== DATA RECORDS ==
//! Command-line shell: argument handling, glob expansion, logging init,
//! and exit codes. All extraction logic lives in the library.

use std::path::PathBuf;
use std::process::ExitCode;

use clap::Parser;
use tracing_subscriber::EnvFilter;

use bw2hashcat::extract::{Extractor, TerminalPrompter};

/// Convert locally stored Bitwarden credential artifacts into
/// hashcat-ready `$bitwarden$` lines.
#[derive(Parser, Debug)]
#[command(name = "bw2hashcat", version, about)]
struct Cli {
    /// data.json paths or glob patterns; with none given, standard
    /// installation locations are searched.
    targets: Vec<String>,
}

fn main() -> ExitCode {
    tracing_subscriber::fmt()
        .with_env_filter(
            EnvFilter::try_from_default_env()
                .unwrap_or_else(|_| EnvFilter::new("bw2hashcat=info")),
        )
        .with_target(false)
        .with_writer(std::io::stderr)
        .init();

    let cli = Cli::parse();
    let targets = expand_targets(&cli.targets);

    let mut prompter = TerminalPrompter;
    let mut extractor = Extractor::new(&mut prompter);
    let mut failures = 0usize;
    // Each target is processed independently and to completion; one
    // target's failure must not stop the ones after it.
    for target in &targets {
        match extractor.extract(target.as_deref()) {
            Ok(record) => println!("{}", record.hashcat_line()),
            Err(err) => {
                eprintln!("{err}");
                failures += 1;
            }
        }
    }

    if failures > 0 {
        ExitCode::FAILURE
    } else {
        ExitCode::SUCCESS
    }
}

/// Expand the positional arguments into extraction targets.
///
/// An argument containing `*` is treated as a glob pattern, everything
/// else as a literal path. No arguments means one default-search target.
fn expand_targets(args: &[String]) -> Vec<Option<PathBuf>> {
    if args.is_empty() {
        return vec![None];
    }
    let mut targets = Vec::new();
    for arg in args {
        if arg.contains('*') {
            match glob::glob(arg) {
                Ok(paths) => targets.extend(paths.flatten().map(Some)),
                Err(err) => eprintln!("bad pattern {arg}: {err}"),
            }
        } else {
            targets.push(Some(PathBuf::from(arg)));
        }
    }
    targets
}
//! Reader for the Chromium-family extension storage.
//!
//! The extension keeps its local state in a LevelDB under the profile's
//! `Local Extension Settings`, with scalar values serialized JSON-style
//! (quoted). The store is opened read-only and non-creating so a probe
//! never plants an empty database in a vendor directory.

use std::path::PathBuf;

use rusty_leveldb::{StatusCode, DB};

use crate::base::ExtractError;
use crate::record::CredentialRecord;
use crate::store::vendors;

const EMAIL_KEY: &[u8] = b"userEmail";
const KEY_HASH_KEY: &[u8] = b"keyHash";
const ITERATIONS_KEY: &[u8] = b"kdfIterations";

/// Reads the extension's local storage out of the first vendor candidate
/// that opens.
pub struct ExtensionStoreReader {
    candidates: Vec<(&'static str, PathBuf)>,
}

impl ExtensionStoreReader {
    /// Reader over the platform's vendor candidate list.
    pub fn new() -> Self {
        Self {
            candidates: vendors::extension_store_candidates(),
        }
    }

    /// Reader over an explicit candidate list.
    pub fn with_candidates(candidates: Vec<(&'static str, PathBuf)>) -> Self {
        Self { candidates }
    }

    /// Try the candidates in order; the first store that opens wins.
    ///
    /// An absent store advances to the next candidate. A held store lock
    /// is `SourceBusy`: the right store was found but a live browser owns
    /// it. A lookup failure after a successful open is `StructureChanged`
    /// and does not continue down the list — the store was found, its
    /// key layout just doesn't match anymore.
    pub fn read(&self) -> Result<CredentialRecord, ExtractError> {
        for (browser, path) in &self.candidates {
            if !path.is_dir() {
                continue;
            }
            let mut options = rusty_leveldb::Options::default();
            options.create_if_missing = false;
            let mut db = match DB::open(path, options) {
                Ok(db) => db,
                Err(status) if status.code == StatusCode::LockError => {
                    tracing::warn!(browser = %browser, path = %path.display(), "extension store is locked");
                    return Err(ExtractError::SourceBusy);
                }
                Err(status) => {
                    tracing::debug!(
                        browser = %browser,
                        path = %path.display(),
                        code = ?status.code,
                        "candidate store did not open"
                    );
                    continue;
                }
            };
            tracing::debug!(browser = %browser, path = %path.display(), "opened extension store");
            let record = read_fields(&mut db);
            // Drop the handle (and its lock) before reporting anything,
            // or the next attempt would see a spurious busy store.
            drop(db);
            return record;
        }
        Err(ExtractError::not_found("no extension store candidate exists"))
    }
}

impl Default for ExtensionStoreReader {
    fn default() -> Self {
        Self::new()
    }
}

fn read_fields(db: &mut DB) -> Result<CredentialRecord, ExtractError> {
    let email = read_text(db, EMAIL_KEY)?;
    let key_hash = read_text(db, KEY_HASH_KEY)?;
    let kdf_iterations = read_text(db, ITERATIONS_KEY)?
        .parse()
        .map_err(|_| ExtractError::StructureChanged)?;
    Ok(CredentialRecord {
        email,
        key_hash,
        kdf_iterations,
    })
}

/// Look up one key; values are stored JSON-quoted, so decode UTF-8 and
/// strip the surrounding quotes.
fn read_text(db: &mut DB, key: &[u8]) -> Result<String, ExtractError> {
    let raw = db.get(key).ok_or(ExtractError::StructureChanged)?;
    let text = String::from_utf8(raw).map_err(|_| ExtractError::StructureChanged)?;
    Ok(text.trim_matches('"').to_owned())
}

== PROBLEM STATEMENT ==
Only the lines above starting with the one with "options.create_if_missing = false;" and going through the one with "return record;" are to be copied, word for word and with both ends kept.

== ANSWER BOX ==
            options.create_if_missing = false;
            let mut db = match DB::open(path, options) {
                Ok(db) => db,
                Err(status) if status.code == StatusCode::LockError => {
                    tracing::warn!(browser = %browser, path = %path.display(), "extension store is locked");
                    return Err(ExtractError::SourceBusy);
                }
                Err(status) => {
                    tracing::debug!(
                        browser = %browser,
                        path = %path.display(),
                        code = ?status.code,
                        "candidate store did not open"
                    );
                    continue;
                }
            };
            tracing::debug!(browser = %browser, path = %path.display(), "opened extension store");
            let record = read_fields(&mut db);
            // Drop the handle (and its lock) before reporting anything,
            // or the next attempt would see a spurious busy store.
            drop(db);
            return record;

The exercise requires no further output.